Cuidaba a mi niño en la sala de emergencias de un hospital. Había sufrido un grave accidente y requería no solo de mi presencia y mi desvelo, sino de la sapiencia y la experticia de los médicos y enfermeras que lo estaban atendiendo.
Un poquito más allá de su cama, una niñita, de un año aproximadamente, se encontraba en su lecho rodeada de equipos que medían sus signos vitales. Minúsculas lucecitas rojas y verdes en los aparatos, indicaban que la pequeñita luchaba por su vida. Tenía un tubo ingresado en su boca, unos respiradores en su nariz, sueros colgando de la pared que se continuaban en vías que finalmente terminaban incrustadas en sus endebles bracitos.

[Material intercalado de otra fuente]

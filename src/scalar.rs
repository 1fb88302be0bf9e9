//! Scalar fused multiply-add primitives.
//!
//! Every primitive runs on the fixed-point kernel with the rounding mode as an
//! explicit argument: one `fp_mult` per product, `fp_add` alignment, one
//! `fp_convert` at the end. Narrow operands widen exactly first; narrow results
//! re-narrow with the caller's rounding mode.

use crate::convert;
use crate::fma::{MultFlags, fp_add, fp_convert, fp_mult};
use crate::format::{FpFormat, is_denorm_fp32, is_zero_fp32};
use crate::round::RoundMode;
use crate::unit::UNIT_FP32;

/// Unpack a packed fp32 word for the adder by multiplying it with 1.0.
fn unpack(x: u32, flush_denorm: bool) -> crate::fma::Unpacked {
  fp_mult(
    x,
    UNIT_FP32,
    is_zero_fp32(x),
    false,
    is_denorm_fp32(x),
    false,
    &MultFlags { flush_denorm, ..MultFlags::default() },
  )
}

/// `a × b + c` in fp32, one rounding.
pub fn fma_fp32(a: u32, b: u32, c: u32, mode: RoundMode, flush_denorm: bool) -> u32 {
  let f = MultFlags { flush_denorm, ..MultFlags::default() };
  let p = fp_mult(
    a,
    b,
    is_zero_fp32(a),
    is_zero_fp32(b),
    is_denorm_fp32(a),
    is_denorm_fp32(b),
    &f,
  );
  let (s, sticky) = fp_add(p, false, unpack(c, flush_denorm), false, mode);
  fp_convert(s, sticky, mode, 26, false, flush_denorm)
}

/// `a × b + c` in fp32 with denormals kept.
pub fn fma_fp32_no_flush(a: u32, b: u32, c: u32, mode: RoundMode) -> u32 {
  fma_fp32(a, b, c, mode, false)
}

/// `a + b` in fp32 (routed through the multiplier as `a × 1.0 + b`).
pub fn add_fp32(a: u32, b: u32, mode: RoundMode, flush_denorm: bool) -> u32 {
  fma_fp32(a, UNIT_FP32, b, mode, flush_denorm)
}

/// `(a + b) + (c + d)` in fp32: the hardware's pairwise four-input adder, each
/// stage rounded.
pub fn add_fp32_4(a: u32, b: u32, c: u32, d: u32, mode: RoundMode) -> u32 {
  add_fp32(add_fp32(a, b, mode, false), add_fp32(c, d, mode, false), mode, false)
}

/// bf16 `a × b + c`, bf16 result.
pub fn fma_bfp16(a: u16, b: u16, c: u16, mode: RoundMode, flush_denorm: bool) -> u16 {
  let r = fma_fp32(
    convert::bf16::bf16_to_fp32(a, false),
    convert::bf16::bf16_to_fp32(b, false),
    convert::bf16::bf16_to_fp32(c, false),
    mode,
    flush_denorm,
  );
  convert::bf16::fp32_to_bf16(r, mode, 0, false, flush_denorm, true)
}

/// bf16 `a × b` accumulated into fp32.
pub fn fma_bfp16_fp32(a: u16, b: u16, c: u32, mode: RoundMode, flush_denorm: bool) -> u32 {
  fma_fp32(
    convert::bf16::bf16_to_fp32(a, false),
    convert::bf16::bf16_to_fp32(b, false),
    c,
    mode,
    flush_denorm,
  )
}

/// bf16 `a + b`, bf16 result.
pub fn add_bf16(a: u16, b: u16, mode: RoundMode) -> u16 {
  fma_bfp16(a, 0x3F80, b, mode, true)
}

/// fp16 `a × b` accumulated into fp32. `fp16_ftz_in` flushes denormal fp16
/// operands before they reach the multiplier.
pub fn fma_fp16_fp32(
  a: u16,
  b: u16,
  c: u32,
  mode: RoundMode,
  fp16_ftz_in: bool,
  fp32_flush_denorm: bool,
) -> u32 {
  let flush16 = |x: u16| if fp16_ftz_in && FpFormat::FP16.is_denormal(x as u32) { x & 0x8000 } else { x };
  fma_fp32(
    convert::fp16::fp16_to_fp32(flush16(a), false),
    convert::fp16::fp16_to_fp32(flush16(b), false),
    c,
    mode,
    fp32_flush_denorm,
  )
}

/// fp16 `a × b + c`, fp16 result. `fp16_ftz_out` flushes a denormal fp16 result.
pub fn fma_fp16_fp16(
  a: u16,
  b: u16,
  c: u16,
  mode: RoundMode,
  fp16_ftz_in: bool,
  fp16_ftz_out: bool,
) -> u16 {
  let r = fma_fp16_fp32(a, b, convert::fp16::fp16_to_fp32(c, false), mode, fp16_ftz_in, false);
  convert::fp16::fp32_to_fp16(r, mode, 0, false, fp16_ftz_out, true)
}

/// fp8 `a × b` accumulated into fp32.
pub fn fma_fp8_fp32(
  a: u8,
  b: u8,
  c: u32,
  mode: RoundMode,
  fmt: &FpFormat,
  fp8_ftz_in: bool,
  fp32_flush_denorm: bool,
) -> u32 {
  let flush8 = |x: u8| if fp8_ftz_in && fmt.is_denormal(x as u32) { x & 0x80 } else { x };
  fma_fp32(
    convert::fp8::fp8_to_fp32(flush8(a), fmt, false),
    convert::fp8::fp8_to_fp32(flush8(b), fmt, false),
    c,
    mode,
    fp32_flush_denorm,
  )
}

/// Two fp8 products accumulated into fp32 with a single rounding:
/// `a0·b0 + a1·b1 + c`.
pub fn fma_2xfp8_fp32(
  a0: u8,
  b0: u8,
  a1: u8,
  b1: u8,
  c: u32,
  mode: RoundMode,
  fmt: &FpFormat,
) -> u32 {
  let f = MultFlags::default();
  let widen = |x: u8| convert::fp8::fp8_to_fp32(x, fmt, false);
  let lane = |a: u8, b: u8| {
    let (a, b) = (widen(a), widen(b));
    fp_mult(a, b, is_zero_fp32(a), is_zero_fp32(b), is_denorm_fp32(a), is_denorm_fp32(b), &f)
  };
  let (s, sticky) = fp_add(lane(a0, b0), false, lane(a1, b1), false, mode);
  let (s, sticky2) = fp_add(s, sticky, unpack(c, false), false, mode);
  fp_convert(s, sticky2, mode, 26, false, false)
}
//! Re-export some internals for benchmarking purposes; available with feature = "bench".

use crate::fma::{MultFlags, Unpacked, fp_convert, fp_mult};
use crate::round::RoundMode;

/// The lane multiplier on plain fp32 operands.
pub fn bench_fp_mult(a: u32, b: u32) -> Unpacked {
  let fmt = crate::format::FpFormat::FP32;
  fp_mult(
    a,
    b,
    fmt.is_zero(a),
    fmt.is_zero(b),
    fmt.is_denormal(a),
    fmt.is_denormal(b),
    &MultFlags { flush_denorm: true, ..MultFlags::default() },
  )
}

/// The normaliser at accumulator width K.
pub fn bench_fp_convert(u: Unpacked, k: u32) -> u32 {
  fp_convert(u, false, RoundMode::NearestEven, k, false, true)
}
use criterion::{black_box, criterion_group, criterion_main, BenchmarkId, Criterion, Throughput};

use soft_fma::convert::bf16::{bf16_to_fp32, fp32_to_bf16};
use soft_fma::fma::presets::{
  tree_bf16_n8_k4_add_c_in_tree_no_ftz, tree_bf16_n8_k4_add_c_in_tree_no_ftz_dp,
};
use soft_fma::RoundMode;

// Establish a baseline by comparing with a single fpu fma

fn baseline_fpu_fma_f32(c: &mut Criterion) {
  c.bench_function("baseline_fpu_fma_f32", |b| {
    b.iter(|| black_box(3.14f32).mul_add(black_box(69.420), black_box(-1.5)));
  });
}

// Time one narrowing conversion

const NUMS_32: [u32; 4] = [
  0x3FC9_0FDB, // π/2
  0x0012_3456, // a denormal
  0xC2C8_0001, // -100.00000something: a sticky-dependent rounding
  0x7F7F_FFFF, // max normal
];

fn narrow_bf16(c: &mut Criterion) {
  let mut g = c.benchmark_group("fp32_to_bf16");
  for num in NUMS_32 {
    g.throughput(Throughput::Elements(1));
    g.bench_with_input(BenchmarkId::from_parameter(format_args!("{num:#010x}")), &num, |b, &num| {
      b.iter(|| fp32_to_bf16(black_box(num), RoundMode::NearestEven, 0, false, false, true));
    });
  }
  g.finish();
}

// Time an 8-lane bf16 tree, fixed-point engine vs the double-precision cross-check

fn lanes() -> ([u16; 8], [u16; 8], u32) {
  let a = [0x3FC0, 0x4000, 0xBF80, 0x3F00, 0x4040, 0x3F80, 0xC000, 0x3E80];
  let b = [0x3F80, 0x3FC0, 0x4000, 0xBF80, 0x3F00, 0x4040, 0x3F80, 0xC000];
  (a, b, bf16_to_fp32(0x3FA0, false))
}

fn tree_bf16(c: &mut Criterion) {
  let (a, b, acc) = lanes();
  let mut g = c.benchmark_group("tree_bf16_n8_k4");
  g.throughput(Throughput::Elements(8));
  g.bench_function("fixed_point", |bench| {
    bench.iter(|| tree_bf16_n8_k4_add_c_in_tree_no_ftz(black_box(&a), black_box(&b), black_box(acc)));
  });
  g.bench_function("double_check", |bench| {
    bench
      .iter(|| tree_bf16_n8_k4_add_c_in_tree_no_ftz_dp(black_box(&a), black_box(&b), black_box(acc)));
  });
  g.finish();
}

criterion_group!(baseline_fpu, baseline_fpu_fma_f32);

criterion_group!(convert, narrow_bf16);

criterion_group!(tree, tree_bf16);

criterion_main!(baseline_fpu, convert, tree);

Sus padres estaban vigilantes. Pude ver la angustia en sus rostros, iban y venían por el pasadizo con pasos apurados, se dirigían a un rincón y los veía mover sus labios en silencio seguro para recitar oraciones al Todopoderoso por su pequeña. Vi también médicos que se turnaban para evaluarla constantemente, enfermeras haciendo checking de los equipos de rato en rato. La niña no estaba abandonada. Que tenía un respaldo profesional y un soporte espiritual, era más que evidente.
Cinco días después yo continuaba en emergencia con mi niño ya superando el difícil trance, aunque en permanente observación. La niñita, igualmente, ya había dado las primeras señales de que la difícil prueba por la que estaba pasando estaba siendo superada. Entonces me acerqué al padre y le saludé para conocer mejor el estado de su niña. Le dije que me conmovió verlo allí atento a cualquier indicación que le daba el médico. Para mi sorpresa, él me dijo casi lo mismo: vi a usted sentado con la cabeza reposada en el borde del lecho de su niño, persistentemente, tomándole de sus manitos, levantándose cada vez que venía el médico o la enfermera, preguntando sin descanso como va su niño. Y también me conmovió, me confesó.
Varios días después, trasladaron a ambos pacientes al pabellón de pediatría. Mi niño fue dado de alta antes que la pequeña de mi amigo, mejor dicho mi nuevo amigo, pues ésta es una amistad hecha en una sala de emergencia, iniciada y consolidada en medio de la tribulación que es tener un niño en grave estado de salud en un hospital público. Cada vez que nos encontramos en la calle, la pregunta de rigor es sobre nuestros niños.
Lamentablemente no es éste el caso del niño shawi de un año y tres meses que falleció hace dos días en un hospital de Yurimagüas. Tal vez nosotros tuvimos suerte porque nuestros niños se enfermaron de gravedad un día en que algunas bestias no estaban haciendo huelga, o acaso será que acudimos a un hospital en el que un dirigente gremial tiene clara la diferencia entre lo que es la lucha sindical, aceptable, entendible o rechazable constitucionalmente versus la brutalidad inconcebible, detestable y ruin de un grupete de infames salvajes que impidieron que un médico atienda a un niño que luchaba por su vida en una sala de emergencia. Me imagino la perplejidad y la rabia del médico Millones y de sus colegas frente a la agresión de estas alimañas que, sin ningún derecho ni potestad alguna, boicotearon el cumplimiento de su juramento hipocrático.
Nosotros tuvimos suerte, sí. Los médicos y enfermeras pudieron hacer su trabajo, pudieron atender a nuestros niños, lograron rescatarlos del sufrimiento y recuperarlos para nuestra alegría. No puedo dejar de pensar en la aflicción infinita de los padres del niño shawi que, venidos desde su Balsapuerto natal, confiaron en que su pequeño recobraría su salud. Quizás no entiendan todavía la crueldad con la que actuaron unos seres que dicen llamarse humanos.
No puedo negarlo. Un sentimiento de indignación invade mi espíritu cada vez que pienso en esa agresión execrable y en la muerte del niño shawi. Ojalá que algún día los miserables de espíritu que la perpetraron se pudran en el infierno.